AIM OF THE TASK. The answer must consist of every line in the data below that holds the word "CancellationToken".

Stored data
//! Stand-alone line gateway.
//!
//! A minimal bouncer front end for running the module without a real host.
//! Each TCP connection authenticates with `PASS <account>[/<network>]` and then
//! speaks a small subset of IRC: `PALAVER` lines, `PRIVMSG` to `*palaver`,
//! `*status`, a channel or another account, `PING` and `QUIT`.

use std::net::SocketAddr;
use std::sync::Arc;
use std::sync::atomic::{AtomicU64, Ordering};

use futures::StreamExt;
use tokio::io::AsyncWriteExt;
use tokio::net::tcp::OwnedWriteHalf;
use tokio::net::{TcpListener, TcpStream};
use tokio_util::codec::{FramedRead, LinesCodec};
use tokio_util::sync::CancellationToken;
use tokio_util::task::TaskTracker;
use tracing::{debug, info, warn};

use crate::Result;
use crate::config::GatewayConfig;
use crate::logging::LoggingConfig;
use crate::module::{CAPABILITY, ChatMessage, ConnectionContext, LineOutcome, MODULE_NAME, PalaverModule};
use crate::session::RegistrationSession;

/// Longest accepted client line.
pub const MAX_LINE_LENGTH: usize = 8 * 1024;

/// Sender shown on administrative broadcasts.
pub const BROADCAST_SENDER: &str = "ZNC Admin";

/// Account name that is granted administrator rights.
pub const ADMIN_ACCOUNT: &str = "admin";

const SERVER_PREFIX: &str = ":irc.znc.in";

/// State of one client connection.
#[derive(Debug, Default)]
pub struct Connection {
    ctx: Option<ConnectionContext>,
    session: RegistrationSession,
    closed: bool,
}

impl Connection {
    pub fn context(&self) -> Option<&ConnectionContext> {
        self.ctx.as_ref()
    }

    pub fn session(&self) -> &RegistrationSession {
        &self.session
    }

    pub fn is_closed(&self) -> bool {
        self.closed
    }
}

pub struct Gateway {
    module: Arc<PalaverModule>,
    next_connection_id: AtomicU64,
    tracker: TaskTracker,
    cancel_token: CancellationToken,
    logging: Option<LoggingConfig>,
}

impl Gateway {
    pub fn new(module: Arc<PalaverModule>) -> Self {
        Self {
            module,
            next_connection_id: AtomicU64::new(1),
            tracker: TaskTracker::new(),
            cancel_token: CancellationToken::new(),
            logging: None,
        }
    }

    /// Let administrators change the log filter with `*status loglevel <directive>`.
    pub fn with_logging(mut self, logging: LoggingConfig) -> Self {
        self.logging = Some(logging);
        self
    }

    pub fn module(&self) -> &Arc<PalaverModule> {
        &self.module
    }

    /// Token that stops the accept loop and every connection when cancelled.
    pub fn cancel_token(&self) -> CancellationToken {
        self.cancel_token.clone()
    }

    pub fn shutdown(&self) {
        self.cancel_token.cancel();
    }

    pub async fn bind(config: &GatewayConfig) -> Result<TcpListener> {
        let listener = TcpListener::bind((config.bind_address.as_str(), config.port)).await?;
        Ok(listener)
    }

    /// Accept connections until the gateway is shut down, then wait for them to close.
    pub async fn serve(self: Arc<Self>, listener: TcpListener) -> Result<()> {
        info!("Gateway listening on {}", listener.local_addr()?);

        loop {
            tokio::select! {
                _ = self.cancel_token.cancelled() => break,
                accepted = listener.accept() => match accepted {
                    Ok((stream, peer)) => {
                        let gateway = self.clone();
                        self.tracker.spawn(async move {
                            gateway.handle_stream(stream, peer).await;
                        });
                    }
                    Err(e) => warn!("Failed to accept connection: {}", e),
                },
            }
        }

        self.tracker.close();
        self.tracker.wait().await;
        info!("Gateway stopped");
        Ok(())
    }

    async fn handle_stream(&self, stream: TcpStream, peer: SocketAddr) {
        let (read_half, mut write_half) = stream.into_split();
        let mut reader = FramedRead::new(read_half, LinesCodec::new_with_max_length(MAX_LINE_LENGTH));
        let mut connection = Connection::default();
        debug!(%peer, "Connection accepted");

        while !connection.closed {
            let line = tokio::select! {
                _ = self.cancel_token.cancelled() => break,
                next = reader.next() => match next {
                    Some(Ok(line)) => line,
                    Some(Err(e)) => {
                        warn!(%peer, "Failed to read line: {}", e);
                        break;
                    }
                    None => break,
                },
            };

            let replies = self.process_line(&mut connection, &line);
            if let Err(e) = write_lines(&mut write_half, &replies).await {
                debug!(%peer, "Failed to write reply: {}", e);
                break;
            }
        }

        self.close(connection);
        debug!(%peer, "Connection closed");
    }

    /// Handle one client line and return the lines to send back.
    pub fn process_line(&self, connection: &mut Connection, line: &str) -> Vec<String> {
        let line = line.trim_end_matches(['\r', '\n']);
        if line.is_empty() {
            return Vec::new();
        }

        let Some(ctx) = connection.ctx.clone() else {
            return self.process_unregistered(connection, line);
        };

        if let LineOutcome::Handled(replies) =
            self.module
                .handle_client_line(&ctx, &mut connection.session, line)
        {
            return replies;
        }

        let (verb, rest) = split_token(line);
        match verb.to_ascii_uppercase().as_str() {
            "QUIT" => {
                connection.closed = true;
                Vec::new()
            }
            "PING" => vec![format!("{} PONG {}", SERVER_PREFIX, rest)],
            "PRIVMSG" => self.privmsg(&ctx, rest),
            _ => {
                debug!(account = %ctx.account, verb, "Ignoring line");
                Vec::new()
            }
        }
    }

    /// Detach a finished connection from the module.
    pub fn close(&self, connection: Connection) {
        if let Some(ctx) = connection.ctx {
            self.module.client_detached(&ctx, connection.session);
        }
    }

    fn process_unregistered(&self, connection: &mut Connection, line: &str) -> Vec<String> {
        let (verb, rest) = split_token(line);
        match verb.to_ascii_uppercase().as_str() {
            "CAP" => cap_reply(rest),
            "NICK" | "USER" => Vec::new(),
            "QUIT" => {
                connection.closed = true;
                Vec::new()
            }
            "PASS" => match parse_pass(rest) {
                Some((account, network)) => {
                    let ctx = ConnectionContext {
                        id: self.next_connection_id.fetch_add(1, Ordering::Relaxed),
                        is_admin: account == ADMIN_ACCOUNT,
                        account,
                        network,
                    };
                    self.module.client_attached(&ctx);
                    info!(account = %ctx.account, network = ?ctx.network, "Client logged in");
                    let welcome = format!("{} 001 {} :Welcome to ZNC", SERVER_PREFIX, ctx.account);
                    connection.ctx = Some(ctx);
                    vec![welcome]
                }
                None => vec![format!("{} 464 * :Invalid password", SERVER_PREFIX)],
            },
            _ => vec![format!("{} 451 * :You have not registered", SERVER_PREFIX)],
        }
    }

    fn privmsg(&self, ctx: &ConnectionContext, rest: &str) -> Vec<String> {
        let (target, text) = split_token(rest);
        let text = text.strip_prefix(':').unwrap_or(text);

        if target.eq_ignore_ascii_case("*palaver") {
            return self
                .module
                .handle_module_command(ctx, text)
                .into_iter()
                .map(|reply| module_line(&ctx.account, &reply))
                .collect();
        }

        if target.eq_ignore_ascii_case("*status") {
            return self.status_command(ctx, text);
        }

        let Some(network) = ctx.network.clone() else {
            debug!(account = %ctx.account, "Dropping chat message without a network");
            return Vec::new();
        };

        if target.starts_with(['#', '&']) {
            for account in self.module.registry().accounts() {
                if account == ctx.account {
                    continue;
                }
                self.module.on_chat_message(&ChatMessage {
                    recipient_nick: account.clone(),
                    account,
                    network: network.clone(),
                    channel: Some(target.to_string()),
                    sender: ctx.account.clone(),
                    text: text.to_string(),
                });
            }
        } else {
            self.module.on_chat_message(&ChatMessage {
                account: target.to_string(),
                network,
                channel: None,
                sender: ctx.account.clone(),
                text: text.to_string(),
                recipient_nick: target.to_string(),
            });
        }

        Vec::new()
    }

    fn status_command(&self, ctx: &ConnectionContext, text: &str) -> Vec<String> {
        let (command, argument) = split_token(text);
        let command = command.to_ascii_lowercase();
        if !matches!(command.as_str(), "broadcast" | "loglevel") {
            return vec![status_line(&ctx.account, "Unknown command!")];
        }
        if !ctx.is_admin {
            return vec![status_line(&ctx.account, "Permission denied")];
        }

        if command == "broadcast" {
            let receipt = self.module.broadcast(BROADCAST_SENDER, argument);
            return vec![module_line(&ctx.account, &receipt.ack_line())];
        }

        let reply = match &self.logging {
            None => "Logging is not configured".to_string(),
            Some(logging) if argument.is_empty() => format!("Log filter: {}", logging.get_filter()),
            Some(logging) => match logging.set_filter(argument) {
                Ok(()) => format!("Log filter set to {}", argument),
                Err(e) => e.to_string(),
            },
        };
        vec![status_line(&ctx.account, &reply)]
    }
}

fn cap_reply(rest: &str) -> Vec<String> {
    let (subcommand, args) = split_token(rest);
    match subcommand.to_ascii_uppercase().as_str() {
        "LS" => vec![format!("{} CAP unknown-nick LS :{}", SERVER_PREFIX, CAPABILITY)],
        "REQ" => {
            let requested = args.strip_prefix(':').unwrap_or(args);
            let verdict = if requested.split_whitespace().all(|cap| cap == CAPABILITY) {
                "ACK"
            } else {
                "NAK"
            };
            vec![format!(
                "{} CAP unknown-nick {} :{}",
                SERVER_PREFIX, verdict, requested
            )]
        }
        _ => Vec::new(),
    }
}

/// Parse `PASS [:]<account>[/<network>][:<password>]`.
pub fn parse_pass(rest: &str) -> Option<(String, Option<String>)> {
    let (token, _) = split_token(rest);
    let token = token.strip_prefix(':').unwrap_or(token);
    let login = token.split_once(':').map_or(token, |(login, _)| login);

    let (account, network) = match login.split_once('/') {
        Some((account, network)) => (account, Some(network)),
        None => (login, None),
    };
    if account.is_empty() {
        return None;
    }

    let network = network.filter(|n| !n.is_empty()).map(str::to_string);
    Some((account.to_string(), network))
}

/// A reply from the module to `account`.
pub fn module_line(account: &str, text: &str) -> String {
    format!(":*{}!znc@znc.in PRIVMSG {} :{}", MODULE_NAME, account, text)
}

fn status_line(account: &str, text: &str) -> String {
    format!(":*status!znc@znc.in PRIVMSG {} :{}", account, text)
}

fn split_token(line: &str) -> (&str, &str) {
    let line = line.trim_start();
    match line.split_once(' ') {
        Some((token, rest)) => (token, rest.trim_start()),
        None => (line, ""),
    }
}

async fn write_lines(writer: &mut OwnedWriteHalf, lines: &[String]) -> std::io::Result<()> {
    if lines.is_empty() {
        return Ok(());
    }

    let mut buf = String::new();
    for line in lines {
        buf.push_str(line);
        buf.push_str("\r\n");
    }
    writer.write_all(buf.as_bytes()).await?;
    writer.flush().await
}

SOLUTION FOR THIS EXERCISE.
use tokio_util::sync::CancellationToken;
    cancel_token: CancellationToken,
            cancel_token: CancellationToken::new(),
    pub fn cancel_token(&self) -> CancellationToken {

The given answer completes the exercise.